La CFDT vigilante quant à la mise en place de la vidéo-surveillance à Nantes

Charlotte David
02 octobre 2017
Par Dolorès CHARLES
La vidéoprotection, bientôt une réalité dans les quartiers de Nantes, et les transports. Les syndicats alertent sur le niveau de l'insécurité en tractant auprès des Nantais.

La vidéoprotection, bientôt une réalité dans les quartiers nantais. La maire Johanna Rolland doit dévoiler ce lundi à la presse les modalités du déploiement de ces caméras à travers toute la ville, dès 2018. Un dispositif qui vient s’ajouter à celui qui va progressivement être mis en œuvre dans les transports nantais, en proie depuis des mois à une insécurité grandissante : fin août, la Semitan avait annoncé la réorganisation de ses services de sécurisation et la création d’un PC Sûreté pour réagir plus vite en cas d’incident. Nantes Métropole doit l’aider à financer l’embauche de 10 nouveaux médiateurs et la mise en place de la vidéosurveillance dans les rames et sur les quais de Commerce.

Des moyens jugés insuffisants par la CGT et la CFDT de la Semitan, qui ont organisé en fin de semaine dernière une opération de tractage, à Commerce notamment. Ecoutez Gabriel Magner, délégué CFDT à la Semitan, avec Charlotte David.

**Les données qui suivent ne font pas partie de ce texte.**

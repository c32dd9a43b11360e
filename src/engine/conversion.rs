// ==========================================
// 建筑材料清单系统 - 库存单位换算
// ==========================================
// Minecraft 库存语义: 1 组 = 64 方块, 1 潜影盒 = 27 组
// 领域常量，不提供配置项
// ==========================================

/// 一组的方块数
pub const STACK_SIZE: f64 = 64.0;

/// 一个潜影盒的组数
pub const SHULKER_STACKS: f64 = 27.0;

/// 方块数折合组数
///
/// 真实除法，不取整 —— 小数位截断属于展示层职责
pub fn to_stacks(total: f64) -> f64 {
    total / STACK_SIZE
}

/// 方块数折合潜影盒数
pub fn to_shulkers(total: f64) -> f64 {
    total / (SHULKER_STACKS * STACK_SIZE)
}

#[cfg(test)]
mod tests {
    use super::*;

    #[test]
    fn test_to_stacks() {
        assert_eq!(to_stacks(64.0), 1.0);
        assert_eq!(to_stacks(32.0), 0.5);
        assert_eq!(to_stacks(0.0), 0.0);
    }

    #[test]
    fn test_to_shulkers() {
        // 1728 = 27 × 64
        assert_eq!(to_shulkers(1728.0), 1.0);
        assert_eq!(to_shulkers(864.0), 0.5);
    }
}
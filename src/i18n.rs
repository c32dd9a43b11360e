// ==========================================
// 国际化 (i18n) 模块
// ==========================================
// 使用 rust-i18n 库
// 支持俄文（默认）、英文与中文
// ==========================================
// 注意: rust_i18n::i18n! 宏已在 lib.rs 中初始化
// ==========================================

/// 获取当前语言
pub fn current_locale() -> String {
    rust_i18n::locale().to_string()
}

/// 设置语言
///
/// # 参数
/// - locale: 语言代码（"ru" / "en" / "zh-CN"）
pub fn set_locale(locale: &str) {
    rust_i18n::set_locale(locale);
}

/// 翻译消息（无参数）
pub fn t(key: &str) -> String {
    rust_i18n::t!(key).to_string()
}

#[cfg(test)]
mod tests {
    use super::*;

    #[test]
    fn test_fallback_locale_has_message() {
        set_locale("ru");
        let msg = t("checklist.parse_empty");
        assert_ne!(msg, "checklist.parse_empty");
    }
}
// ==========================================
// BuildingRepository - 集成测试
// ==========================================
// 使用 tempfile 临时数据库，覆盖 create/get/update_checklist/list
// ==========================================

use build_checklist::domain::{ChecklistRow, Coordinates, MaterialRow, NewBuilding};
use build_checklist::repository::{BuildingRepository, RepositoryError};
use tempfile::TempDir;

// ==========================================
// 测试辅助函数
// ==========================================

/// 创建临时数据库上的仓储
fn setup() -> (TempDir, BuildingRepository) {
    let dir = TempDir::new().expect("创建临时目录失败");
    let db_path = dir.path().join("buildings.db");
    let repo = BuildingRepository::new(db_path.to_str().unwrap()).expect("仓储初始化失败");
    (dir, repo)
}

/// 创建测试用建筑请求
fn new_building(name: &str) -> NewBuilding {
    NewBuilding {
        name: name.to_string(),
        coordinates: Coordinates {
            x: "100".to_string(),
            y: "64".to_string(),
            z: "-200".to_string(),
        },
        schematic_file_name: "castle.litematic".to_string(),
        materials_file_name: "castle_materials.txt".to_string(),
        screenshot_data_url: Some("data:image/png;base64,iVBORw0KGgo=".to_string()),
        materials: vec![MaterialRow {
            item: "Кирпичи".to_string(),
            total: 4974.0,
            missing: 4974.0,
            available: 0.0,
        }],
    }
}

// ==========================================
// 用例
// ==========================================

#[test]
fn test_create_assigns_opaque_id_and_timestamps() {
    let (_dir, repo) = setup();

    let record = repo.create(new_building("Замок")).unwrap();

    assert!(record.id.starts_with("build-"));
    assert_eq!(record.name, "Замок");
    assert!(record.checklist.is_none());
    assert_eq!(record.created_at, record.updated_at);
}

#[test]
fn test_create_then_get_roundtrip() {
    let (_dir, repo) = setup();

    let created = repo.create(new_building("Замок")).unwrap();
    let loaded = repo.get(&created.id).unwrap().expect("记录应存在");

    assert_eq!(loaded, created);
}

#[test]
fn test_get_absent_id_returns_none() {
    let (_dir, repo) = setup();
    assert!(repo.get("build-nope").unwrap().is_none());
}

#[test]
fn test_update_checklist_replaces_snapshot_wholesale() {
    let (_dir, repo) = setup();
    let created = repo.create(new_building("Замок")).unwrap();

    let checklist = vec![ChecklistRow {
        item: "Кирпичи".to_string(),
        total: 4974.0,
        missing: 4974.0,
        available: 0.0,
        gathered_by: "Steve".to_string(),
        is_gathered: true,
    }];

    let updated = repo.update_checklist(&created.id, &checklist).unwrap();
    assert_eq!(updated.checklist.as_deref(), Some(checklist.as_slice()));
    assert!(updated.updated_at >= created.updated_at);

    // 覆盖式替换：第二次保存完全覆盖第一次
    let replacement: Vec<ChecklistRow> = Vec::new();
    let updated = repo.update_checklist(&created.id, &replacement).unwrap();
    assert_eq!(updated.checklist.as_deref(), Some(&[][..]));
}

#[test]
fn test_update_checklist_absent_id_is_not_found() {
    let (_dir, repo) = setup();
    let err = repo.update_checklist("build-nope", &[]).unwrap_err();
    assert!(matches!(err, RepositoryError::NotFound { .. }));
}

#[test]
fn test_list_returns_all_buildings() {
    let (_dir, repo) = setup();
    repo.create(new_building("Замок")).unwrap();
    repo.create(new_building("Маяк")).unwrap();

    let buildings = repo.list().unwrap();
    assert_eq!(buildings.len(), 2);
}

« La maire va annoncer la mise en place de la vidéosurveillance. Ca, c’était déjà acté. Nous, ce qu’on demande, c’est qu’il y ait une réelle politique globale de la ville, avec l’ensemble des pouvoirs publics. Les principaux de collège, les proviseurs de lycée, les associations de quartiers, il faut que tout le monde se mette autour d’une table, et discute de ce fléau qui gangrène la ville de Nantes aujourd’hui ».